La détérioration de l'économie est due à la faiblesse structurelle du système économique centralisé, d'une réforme monétaire ratée et du renforcement des sanctions américaines, entre autres.
À la suite de ce qui précède et de l'augmentation du prix de la nourriture de 470% entre 2018 et 2023, un grand nombre de Cubains sont tombés dans une précarité sans précédent, et certains dans le sans-abrisme.

Juan de la Cruz, 63 ans, a décidé il y a 15 jours de commencer à mendier dans la rue. Sans une jambe qui a été amputée en 2021 en raison du diabète, il est assis sous un portail dans le quartier animé de Centro Habana avec une affiche qui dit: « S'il vous plaît, quelque chose à manger. »
« Ce qu'ils me donnent » de protection sociale « ne me atteint pas », explique le sexagénaire qui reçoit 1 092 pesos par mois de pension, équivalent à moins de 3 dollars sur le marché informel et insuffisant pour acheter un kilo de poulet, il se regrette. La salle à manger communautaire n'aime pas: la nourriture « est mauvaise, le riz sans beurre, sans huile », se plaint-il.
Cette ancienne civière, loin de sa famille, est heureuse d'avoir toujours un toit. Le « mon quartier est petit », mais « il est vide, vide, vide ».

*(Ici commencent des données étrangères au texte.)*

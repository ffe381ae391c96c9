// Prompt Builder: one template per query type.
// Shared fragments come from llm_client::prompts.

use crate::llm_client::prompts::{
    INCLUSION_INSTRUCTION, LANGUAGE_INSTRUCTION, SYNTAX_INSTRUCTION,
};
use crate::models::search_request::QueryType;

/// Recruiting template. Replace: {inclusion_instruction}, {syntax_instruction},
/// {language_instruction}, {input_text}
pub const RECRUITING_PROMPT_TEMPLATE: &str = r#"Write a Boolean search string that finds CANDIDATE PROFILES and CVs matching the recruiting brief below.

FOCUS:
- Job titles and their common variants
- Hard skills, technologies, certifications and tools
- Seniority and years of experience
- Location and remote / hybrid options

{inclusion_instruction}

{syntax_instruction}

{language_instruction}

End the query with a clause that restricts results to resumes / CVs.

Reply with the search string ONLY.

RECRUITING BRIEF:
{input_text}"#;

/// Lead generation template. Replace: {inclusion_instruction}, {syntax_instruction},
/// {language_instruction}, {input_text}
pub const LEAD_GENERATION_PROMPT_TEMPLATE: &str = r#"Write a Boolean search string that finds COMPANIES and DECISION MAKERS matching the target description below.

FOCUS:
- Industries, sectors and product categories
- Company attributes: size, legal form, region, growth signals
- Decision-maker titles (e.g. CEO, Managing Director, Head of Purchasing)
- Location and markets served

{inclusion_instruction}

{syntax_instruction}

{language_instruction}

End the query with a clause that restricts results to companies / businesses.

Reply with the search string ONLY.

TARGET DESCRIPTION:
{input_text}"#;

/// Builds the model prompt. The input text is embedded verbatim and inserted
/// last so placeholders inside it are left alone.
pub fn build_prompt(query_type: QueryType, text: &str) -> String {
    let template = match query_type {
        QueryType::Recruiting => RECRUITING_PROMPT_TEMPLATE,
        QueryType::LeadGeneration => LEAD_GENERATION_PROMPT_TEMPLATE,
    };

    template
        .replace("{inclusion_instruction}", INCLUSION_INSTRUCTION)
        .replace("{syntax_instruction}", SYNTAX_INSTRUCTION)
        .replace("{language_instruction}", LANGUAGE_INSTRUCTION)
        .replace("{input_text}", text)
}

#[cfg(test)]
mod tests {
    use super::*;

    const BRIEF: &str = "Senior Java Developer Berlin 5 years Spring Boot";

    #[test]
    fn test_prompt_embeds_text_verbatim() {
        let prompt = build_prompt(QueryType::Recruiting, BRIEF);
        assert!(prompt.ends_with(BRIEF));
        assert!(!prompt.contains('{'), "unfilled placeholder in prompt");
    }

    #[test]
    fn test_templates_differ_by_query_type() {
        let recruiting = build_prompt(QueryType::Recruiting, BRIEF);
        let leads = build_prompt(QueryType::LeadGeneration, BRIEF);
        assert_ne!(recruiting, leads);
        assert!(recruiting.contains("CVs"));
        assert!(leads.contains("DECISION MAKERS"));
        assert!(leads.contains("Industries"));
    }

    #[test]
    fn test_prompt_carries_syntax_and_inclusion_rules() {
        for query_type in [QueryType::Recruiting, QueryType::LeadGeneration] {
            let prompt = build_prompt(query_type, BRIEF);
            assert!(prompt.contains("AND, OR and NOT"));
            assert!(prompt.contains("upper case"));
            assert!(prompt.contains("EVERY significant term"));
            assert!(prompt.contains("synonyms"));
            assert!(prompt.contains("search string ONLY"));
        }
    }

    #[test]
    fn test_placeholders_in_input_are_not_expanded() {
        let prompt = build_prompt(QueryType::Recruiting, "literal {syntax_instruction} text");
        assert!(prompt.ends_with("literal {syntax_instruction} text"));
    }
}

Les autorités de Cuba n'utilisent jamais le mot « pauvre », préfèrent des termes tels que des gens « vulnérables » ou « rôtis », pour se référer aux démunis. Selon le gouvernement, en 2024, il y avait 189 000 familles et 350 000 personnes vulnérables qui ont bénéficié de programmes sociaux sur une île de 9,7 millions d'habitants.
Cependant, il n'y a pas de statistiques publiques sur la pauvreté, qui au cours des deux dernières années est devenue un phénomène visible dans les rues de La Havane.

Le président Miguel Díaz-Canel est rapidement sorti pour désactiver le scandale causé par les déclarations de son ministre.
Les Mendigos sont « des expressions concrètes des inégalités et des problèmes sociaux » auxquels Cuba est confronté, a déclaré le président. Le Premier ministre, Manuel Marrero Cruz, a reconnu qu'il y avait un «vrai problème».

En l'absence de personnalités publiques, les experts tentent de faire des estimations. Dans une récente interview avec le site La Young Cuba, la sociologue Mayra Espina Prieto a évalué qu ' »entre 40% et 45% de la population cubaine se trouve dans une situation de pauvreté des revenus ».
Et 9% des enfants souffrent d'une « situation de pauvreté alimentaire », selon l'UNICEF.
Arnaldo Victores dort dans un garage de moto, sur des sacs en plastique, dans un quartier périphérique de La Havane. L'absence d'une direction officielle dans la capitale vous empêche d'accéder aux avantages sociaux.

Tous les jours, cet aveugle de 65 ans qui était un physiothérapeute revient au centre de la capitale et commence à mendier dans une rue.
Votre rêve? « Ce que je veux, c'est un quart et une salle de bain », dit-il sans pouvoir voir devant le tout nouvel hôtel d'État de 42 étages, le plus élevé de la ville, un investissement dur critiqué par les Cubains devant la crise sociale.